11. Memory Management

11.1 Custom Memory Allocation

  • Use custom memory management functions:
    void *cm_safe_malloc(size_t size, const char *file, int line);
    void cm_safe_free(void *ptr);
    

11.2 Memory Usage

  • Always use cm_safe_malloc for memory allocation and cm_safe_free for deallocation.
  • The cm_safe_malloc function should include file and line numbers for easier debugging.

12. Import Minimization

12.1 Avoid Unnecessary Imports

  • Include only the necessary header files. Remove any unused imports to reduce compilation time and improve code clarity.

12.2 Minimize Library Imports

  • When using external libraries, only import the specific components needed rather than the entire library. This reduces the size of the compiled code.

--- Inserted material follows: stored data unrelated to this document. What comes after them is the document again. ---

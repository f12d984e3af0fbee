// SPDX-License-Identifier: PMPL-1.0-or-later
// Copyright (c) 2026 Jonathan D.A. Jewell (hyperpolymath) <jonathan.jewell@open.ac.uk>
//
// Criterion benchmarks for triage and the history ledger, the two pieces of
// the batch engine that run once per file on the collector side.

use std::path::PathBuf;

use chrono::Utc;
use criterion::{Criterion, black_box, criterion_group, criterion_main};

use docwerk_batch::HistoryLedger;
use docwerk_batch::triage::analyze;
use docwerk_core::types::{
    DEFAULT_MIN_TEXT_CHARS, DocumentMetadata, FontInfo, HistoryEntry, TriageSignals,
};

fn metadata() -> DocumentMetadata {
    DocumentMetadata {
        path: PathBuf::from("/bench/annual-report.pdf"),
        size_bytes: 4 * 1024 * 1024,
        page_count: 120,
        created_at: Utc::now(),
        modified_at: Utc::now(),
        is_encrypted: false,
        is_corrupted: false,
        title: Some("Annual report".into()),
        pdf_version: Some("1.7".into()),
    }
}

/// Triage a text-heavy document with a mix of embedded and missing fonts.
fn bench_triage(c: &mut Criterion) {
    let fonts: Vec<FontInfo> = (0..40)
        .map(|i| FontInfo {
            name: format!("Font{i}"),
            font_type: "TrueType".into(),
            embedded: i % 3 != 0,
            subset: i % 2 == 0,
        })
        .collect();
    let signals = TriageSignals {
        extracted_text: Some("Revenue grew across every region this year. ".repeat(2_000)),
        has_images: Some(true),
        fonts: Some(fonts),
        attachments: Some(vec!["figures.xlsx".into()]),
        tagged: Some(false),
        pdf_version: None,
    };
    let meta = metadata();

    c.bench_function("triage_analyze (40 fonts, 88k chars)", |b| {
        b.iter(|| black_box(analyze(black_box(&meta), black_box(&signals), DEFAULT_MIN_TEXT_CHARS)));
    });
}

/// Append past capacity, then read the newest 20.
fn bench_history(c: &mut Criterion) {
    let entry = HistoryEntry {
        file_name: "annual-report.pdf".into(),
        operation: "PDF_TO_WORD".into(),
        success: true,
        processed_at: Utc::now(),
        output_path: Some(PathBuf::from("/bench/annual-report.docx")),
        error_message: None,
        file_size_bytes: Some(4 * 1024 * 1024),
    };

    c.bench_function("history_append_recent (250 into 100)", |b| {
        b.iter(|| {
            let ledger = HistoryLedger::new(100).expect("ledger");
            for _ in 0..250 {
                ledger.append(entry.clone());
            }
            black_box(ledger.recent(20));
        });
    });
}

criterion_group!(benches, bench_triage, bench_history);
criterion_main!(benches);
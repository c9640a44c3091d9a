use yew::prelude::*;

use crate::components::ambient::{FloatingIcon, FloatingIcons};
use crate::components::icon::IconView;
use crate::components::reveal::child_style;
use crate::hooks::visibility::{use_reveal, Threshold};
use crate::models::{Backdrop, Icon, SkillCategory, SkillRow};
use crate::motion::variant::{Easing, MotionState, Stagger, Transition, Variants};

const CARD: Variants = Variants {
    hidden: MotionState::faded().with_offset(0.0, 60.0).with_scale(0.8),
    visible: MotionState::REST,
    transition: Transition::new(800, Easing::EaseOut),
};

// Heading, cards and footer.
const STAGGER: Stagger = Stagger::new(150).after(300);

const ROW: Variants = Variants {
    hidden: MotionState::faded().with_offset(-20.0, 0.0),
    visible: MotionState::REST,
    transition: Transition::new(300, Easing::EaseOut),
};

const BAR_FILL: Transition = Transition::new(1000, Easing::EaseOut);

fn background_icons() -> Vec<FloatingIcon> {
    [
        (Icon::Code, "#9333EA", 28),
        (Icon::Database, "#A855F7", 24),
        (Icon::Globe, "#8B5CF6", 26),
        (Icon::Cpu, "#A855F7", 24),
        (Icon::Brain, "#9333EA", 28),
        (Icon::Smartphone, "#8B5CF6", 24),
        (Icon::Bot, "#A855F7", 28),
        (Icon::Zap, "#9333EA", 26),
    ]
    .into_iter()
    .map(|(icon, color, size)| FloatingIcon {
        icon,
        color: AttrValue::Static(color),
        size,
    })
    .collect()
}

/// Bar style: empty until revealed, then grows to the row's width.
pub fn bar_style(row: &SkillRow, visible: bool) -> String {
    let width = if visible { row.bar_width.as_str() } else { "0%" };
    format!(
        "width: {}; transition: {};",
        width,
        BAR_FILL.delayed(row.delay_ms).css(&["width"])
    )
}

fn render_dots(row: &SkillRow) -> Html {
    html! {
        <div class="proficiency-dots">
            {
                for row.dots.iter().map(|filled| html! {
                    <span class={classes!("proficiency-dot", filled.then_some("filled"))} />
                })
            }
        </div>
    }
}

fn render_row(row: &SkillRow, visible: bool) -> Html {
    html! {
        <div class="skill-row" key={row.name.clone()} style={ROW.style_for(visible, row.delay_ms)}>
            <div class="skill-row-header">
                <span class="skill-name">{row.name.clone()}</span>
                { render_dots(row) }
            </div>
            <div class="skill-bar-track">
                <div class="skill-bar" style={bar_style(row, visible)} />
            </div>
        </div>
    }
}

#[derive(Properties, PartialEq)]
pub struct SkillCardProps {
    pub category: SkillCategory,
    pub visible: bool,
}

#[function_component(SkillCard)]
pub fn skill_card(props: &SkillCardProps) -> Html {
    let rows = props.category.rows();
    html! {
        <div class="skill-card">
            <div class="skill-card-header">
                <IconView icon={props.category.icon} color="#a855f7" />
                <h3>{props.category.title.clone()}</h3>
            </div>
            <div class="skill-rows">
                { for rows.iter().map(|row| render_row(row, props.visible)) }
            </div>
        </div>
    }
}

#[derive(Properties, PartialEq)]
pub struct SkillsSectionProps {
    pub categories: Vec<SkillCategory>,
    pub tagline: AttrValue,
    #[prop_or_default]
    pub backdrop: Backdrop,
    #[prop_or_default]
    pub threshold: Threshold,
}

#[function_component(SkillsSection)]
pub fn skills_section(props: &SkillsSectionProps) -> Html {
    let node = use_node_ref();
    let visible = use_reveal(node.clone(), props.threshold);
    let icons = use_memo(|_| background_icons(), ());
    let card_count = props.categories.len();

    html! {
        <section id="skills" class="portfolio-section skills-section">
            <FloatingIcons icons={(*icons).clone()} density={props.backdrop.density} speed={props.backdrop.speed} />

            <div class="section-inner" ref={node}>
                <div class="section-heading" style={child_style(&CARD, &STAGGER, visible, 0)}>
                    <h2 class="section-title">{"Skills & Technologies"}</h2>
                    <div class="heading-rule" />
                </div>

                <div class="skill-grid">
                    {
                        for props.categories.iter().enumerate().map(|(index, category)| html! {
                            <div key={category.title.clone()} style={child_style(&CARD, &STAGGER, visible, index + 1)}>
                                <SkillCard category={category.clone()} visible={visible} />
                            </div>
                        })
                    }
                </div>

                <div class="skills-footer" style={child_style(&CARD, &STAGGER, visible, card_count + 1)}>
                    <div class="tagline">
                        <IconView icon={Icon::Code} size={20} color="#c084fc" />
                        <span>{props.tagline.clone()}</span>
                        <IconView icon={Icon::Code} size={20} color="#c084fc" />
                    </div>
                </div>
            </div>
        </section>
    }
}

#[cfg(test)]
mod tests {
    use super::*;
    use crate::models::Skill;

    #[test]
    fn bars_stay_empty_until_revealed() {
        let category = SkillCategory {
            title: "Test".into(),
            icon: Icon::Code,
            skills: vec![Skill::new("X", 5), Skill::new("Y", 3)],
        };
        let rows = category.rows();

        assert!(bar_style(&rows[0], false).starts_with("width: 0%;"));
        assert!(bar_style(&rows[0], true).starts_with("width: 100%;"));
        assert!(bar_style(&rows[1], true).starts_with("width: 60%;"));
        assert!(bar_style(&rows[1], true).ends_with("width 1000ms cubic-bezier(0, 0, 0.58, 1) 50ms;"));
    }

    async fn render_card(category: SkillCategory, visible: bool) -> String {
        yew::ServerRenderer::<SkillCard>::with_props(move || SkillCardProps { category, visible })
            .hydratable(false)
            .render()
            .await
    }

    fn two_skills() -> SkillCategory {
        SkillCategory {
            title: "Test".into(),
            icon: Icon::Code,
            skills: vec![Skill::new("X", 5), Skill::new("Y", 3)],
        }
    }

    #[tokio::test]
    async fn card_renders_bar_widths_and_filled_dots() {
        let html = render_card(two_skills(), true).await;

        assert!(html.contains("width: 100%;"), "{}", html);
        assert!(html.contains("width: 60%;"), "{}", html);
        assert!(!html.contains("width: 0%;"));
        assert_eq!(html.matches(r#"class="proficiency-dot filled""#).count(), 8);
        assert_eq!(html.matches(r#"class="proficiency-dot""#).count(), 2);
        assert!(html.find(">X<").unwrap() < html.find(">Y<").unwrap());
    }

    #[tokio::test]
    async fn unrevealed_card_renders_empty_bars() {
        let html = render_card(two_skills(), false).await;
        assert_eq!(html.matches("width: 0%;").count(), 2);
        assert!(!html.contains("width: 100%;"));
    }

    #[test]
    fn rows_slide_in_from_the_left() {
        assert!(ROW.style_for(false, 0).contains("translate(-20px, 0px)"));
        assert!(ROW.style_for(true, 100).contains("translate(0px, 0px)"));
    }
}
use std::rc::Rc;

use log::{error, info};
use yew::prelude::*;

mod config;
mod error;
mod models;
mod motion {
    pub mod keyframes;
    pub mod ramp;
    pub mod variant;
}
mod hooks {
    pub mod pointer;
    pub mod scroll;
    pub mod subscription;
    pub mod visibility;
}
mod components {
    pub mod ambient;
    pub mod hover;
    pub mod icon;
    pub mod parallax;
    pub mod reveal;
}
mod pages {
    pub mod about;
    pub mod home;
    pub mod projects;
    pub mod skills;
}

use models::Portfolio;
use pages::home::HomePage;

#[derive(Properties, PartialEq)]
pub struct AppProps {
    pub portfolio: Rc<Portfolio>,
}

#[function_component]
fn App(props: &AppProps) -> Html {
    html! {
        <HomePage portfolio={props.portfolio.clone()} />
    }
}

fn load_portfolio() -> Portfolio {
    match Portfolio::from_json(config::PORTFOLIO_JSON) {
        Ok(portfolio) => portfolio,
        Err(err) => {
            error!("Rendering without content: {}", err);
            Portfolio::default()
        }
    }
}

fn main() {
    // Initialize console error panic hook for better error messages
    console_error_panic_hook::set_once();

    // Initialize logging
    if let Err(err) = console_log::init_with_level(config::log_level()) {
        web_sys::console::error_1(&format!("error initializing log: {}", err).into());
    }

    info!("Starting portfolio");
    let portfolio = Rc::new(load_portfolio());
    yew::Renderer::<App>::with_props(AppProps { portfolio }).render();
}
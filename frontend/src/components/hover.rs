use stylist::yew::styled_component;
use yew::prelude::*;

use crate::motion::variant::HoverMotion;

#[derive(Properties, PartialEq)]
pub struct HoverableProps {
    pub motion: HoverMotion,
    #[prop_or_default]
    pub class: Classes,
    #[prop_or_default]
    pub children: Children,
}

/// Wrapper that moves towards `motion` while hovered and eases back afterwards.
#[styled_component]
pub fn Hoverable(props: &HoverableProps) -> Html {
    let hover = css!(
        r#"
            transition: transform ${duration}ms ease;
            &:hover {
                transform: ${transform};
            }
        "#,
        duration = props.motion.duration_ms,
        transform = props.motion.transform_css(),
    );

    html! {
        <div class={classes!(hover, props.class.clone())}>
            { for props.children.iter() }
        </div>
    }
}
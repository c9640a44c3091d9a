//! Decorative layers that loop forever from mount to unmount, independent of
//! scroll position or visibility.

use yew::prelude::*;

use crate::components::icon::IconView;
use crate::models::{Density, Icon, Speed};
use crate::motion::keyframes::{keyframes_rule, KeyframeLoop};
use crate::motion::variant::{Easing, MotionState};

/// Layout and timing of a row of looping particles.
#[derive(Debug, Clone, Copy, PartialEq)]
pub struct AmbientConfig {
    pub count: usize,
    pub size_px: u32,
    /// Start and per-index step, in percent of the layer.
    pub left: (f64, f64),
    pub top: (f64, f64),
    pub duration_step_ms: u32,
    pub phase_step_ms: u32,
    pub motion: KeyframeLoop,
}

#[derive(Debug, Clone, Copy, PartialEq)]
pub struct Particle {
    pub left_percent: f64,
    pub top_percent: f64,
    pub duration_ms: u32,
    pub delay_ms: u32,
}

impl AmbientConfig {
    pub fn particles(&self) -> Vec<Particle> {
        (0..self.count)
            .map(|i| {
                let step = u32::try_from(i).unwrap_or(u32::MAX);
                Particle {
                    left_percent: self.left.0 + i as f64 * self.left.1,
                    top_percent: self.top.0 + i as f64 * self.top.1,
                    duration_ms: self
                        .motion
                        .duration_ms
                        .saturating_add(step.saturating_mul(self.duration_step_ms)),
                    delay_ms: step.saturating_mul(self.phase_step_ms),
                }
            })
            .collect()
    }
}

#[derive(Properties, PartialEq)]
pub struct AmbientMotionLayerProps {
    /// Keyframe name; unique per page.
    pub name: AttrValue,
    pub config: AmbientConfig,
    #[prop_or(AttrValue::Static("rgba(107, 33, 168, 0.3)"))]
    pub color: AttrValue,
}

#[function_component(AmbientMotionLayer)]
pub fn ambient_motion_layer(props: &AmbientMotionLayerProps) -> Html {
    let config = props.config;
    let keyframes = config.motion.keyframes_css(&props.name);

    html! {
        <div class="ambient-layer" aria-hidden="true">
            <style>{keyframes}</style>
            {
                for config.particles().into_iter().map(|particle| {
                    let style = format!(
                        "position: absolute; left: {}%; top: {}%; width: {size}px; height: {size}px; border-radius: 50%; background: {}; animation: {};",
                        particle.left_percent,
                        particle.top_percent,
                        props.color,
                        config.motion.animation_css(&props.name, particle.duration_ms, particle.delay_ms),
                        size = config.size_px,
                    );
                    html! { <div class="ambient-particle" style={style}></div> }
                })
            }
        </div>
    }
}

const GLOW_FRAMES: &[MotionState] = &[
    MotionState::REST.with_opacity(0.2),
    MotionState::REST.with_opacity(0.4).with_scale(1.2),
    MotionState::REST.with_opacity(0.2),
];

const GLOW: KeyframeLoop = KeyframeLoop {
    frames: GLOW_FRAMES,
    duration_ms: 4000,
    easing: Easing::EaseInOut,
};

#[derive(Properties, PartialEq)]
pub struct PulseGlowProps {
    /// Extra offset of the glow, e.g. following the pointer.
    #[prop_or_default]
    pub offset: (f64, f64),
}

#[function_component(PulseGlow)]
pub fn pulse_glow(props: &PulseGlowProps) -> Html {
    let (x, y) = props.offset;
    html! {
        <div class="pulse-glow-anchor" style={format!("transform: translate({}px, {}px);", x, y)} aria-hidden="true">
            <style>{GLOW.keyframes_css("pulse-glow")}</style>
            <div class="pulse-glow" style={format!("animation: {};", GLOW.animation_css("pulse-glow", GLOW.duration_ms, 0))}></div>
        </div>
    }
}

#[derive(Properties, PartialEq)]
pub struct ShimmerTextProps {
    pub text: AttrValue,
    #[prop_or(5000)]
    pub duration_ms: u32,
}

/// Heading whose gradient fill slides back and forth at a constant rate.
#[function_component(ShimmerText)]
pub fn shimmer_text(props: &ShimmerTextProps) -> Html {
    let style = format!(
        "background-size: 200% 200%; animation: shimmer {}ms {} 0ms infinite;",
        props.duration_ms,
        Easing::Linear.css()
    );
    html! {
        <>
            <style>{r#"
                @keyframes shimmer {
                    0% { background-position: 0% 50%; }
                    50% { background-position: 100% 50%; }
                    100% { background-position: 0% 50%; }
                }
            "#}</style>
            <h2 class="section-title shimmer" style={style}>{props.text.clone()}</h2>
        </>
    }
}

#[derive(Debug, Clone, PartialEq)]
pub struct FloatingIcon {
    pub icon: Icon,
    pub color: AttrValue,
    pub size: u32,
}

/// Position and timing of drifting icon `index`. Positions are
/// spread deterministically so renders are stable.
pub fn floating_slot(index: usize, density: Density, speed: Speed) -> Particle {
    let step = u32::try_from(index).unwrap_or(u32::MAX);
    let spread = u32::try_from(density.count().max(1)).unwrap_or(u32::MAX);
    Particle {
        left_percent: ((index * 37 + 5) % 100) as f64,
        top_percent: ((index * 61 + 13) % 100) as f64,
        duration_ms: speed
            .base_duration_ms()
            .saturating_add((step % 4).saturating_mul(1500)),
        // Phases spread across one loop so icons never pulse together.
        delay_ms: step.saturating_mul(speed.base_duration_ms() / spread),
    }
}

#[derive(Properties, PartialEq)]
pub struct FloatingIconsProps {
    pub icons: Vec<FloatingIcon>,
    #[prop_or_default]
    pub density: Density,
    #[prop_or_default]
    pub speed: Speed,
    /// Opacity at start, middle and end of each loop.
    #[prop_or([0.05, 0.2, 0.05])]
    pub opacity: [f64; 3],
}

#[function_component(FloatingIcons)]
pub fn floating_icons(props: &FloatingIconsProps) -> Html {
    if props.icons.is_empty() {
        return html! {};
    }
    let [start, middle, end] = props.opacity;
    let frames = [
        MotionState::REST.with_opacity(start),
        MotionState::REST.with_opacity(middle).with_offset(0.0, -30.0).with_rotation(10.0),
        MotionState::REST.with_opacity(end),
    ];
    let keyframes = keyframes_rule("floating-icon", &frames);

    html! {
        <div class="ambient-layer" aria-hidden="true">
            <style>{keyframes}</style>
            {
                for (0..props.density.count()).map(|index| {
                    let slot = floating_slot(index, props.density, props.speed);
                    let icon = &props.icons[index % props.icons.len()];
                    let style = format!(
                        "position: absolute; left: {}%; top: {}%; opacity: {}; animation: floating-icon {}ms {} {}ms infinite;",
                        slot.left_percent,
                        slot.top_percent,
                        start,
                        slot.duration_ms,
                        Easing::EaseInOut.css(),
                        slot.delay_ms,
                    );
                    html! {
                        <div style={style}>
                            <IconView icon={icon.icon} size={icon.size} color={icon.color.clone()} />
                        </div>
                    }
                })
            }
        </div>
    }
}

13. Comment Placement Guidelines

13.1 Implementation Comments in .c Files

  • Use detailed comments in .c files to describe the implementation logic.
  • Include explanations for complex computations, algorithms, or formulas.
  • Focus on "how" the function works.

13.2 Interface Comments in .h Files

  • Use concise comments in .h files to describe the function's purpose, parameters, and return values.
  • Focus on "what" the function does and how other code will interact with it.
  • Avoid including implementation details in .h files.

Example:

// .h file

/**
 * @brief Applies the GELU activation function.
 * @param input Pointer to the input array.
 * @param output Pointer to the output array.
 * @param size Number of elements in the input array.
 * @return CM_SUCCESS on success, or an error code on failure.
 */
int gelu_activation(const float *input, float *output, int size);

// .c file

/**
 * @brief Applies the GELU activation function.
 *
 * The GELU function is defined as:
 * GELU(x) = 0.5 * x * (1 + tanh(sqrt(2/pi) * (x + 0.044715 * x^3)))
 *
 * This implementation uses an approximation for efficiency.
 *
 * @param input Pointer to the input array.
 * @param output Pointer to the output array.
 * @param size Number of elements in the input array.
 * @return CM_SUCCESS on success, or an error code on failure.
 */

int gelu_activation(const float *input, float *output, int size) {
    for (int i = 0; i < size; i++) {
        float x = input[i];
        output[i] = 0.5 * x * (1 + tanh(sqrt(2 / M_PI) * (x + 0.044715 * pow(x, 3))));
    }
    return CM_SUCCESS;
}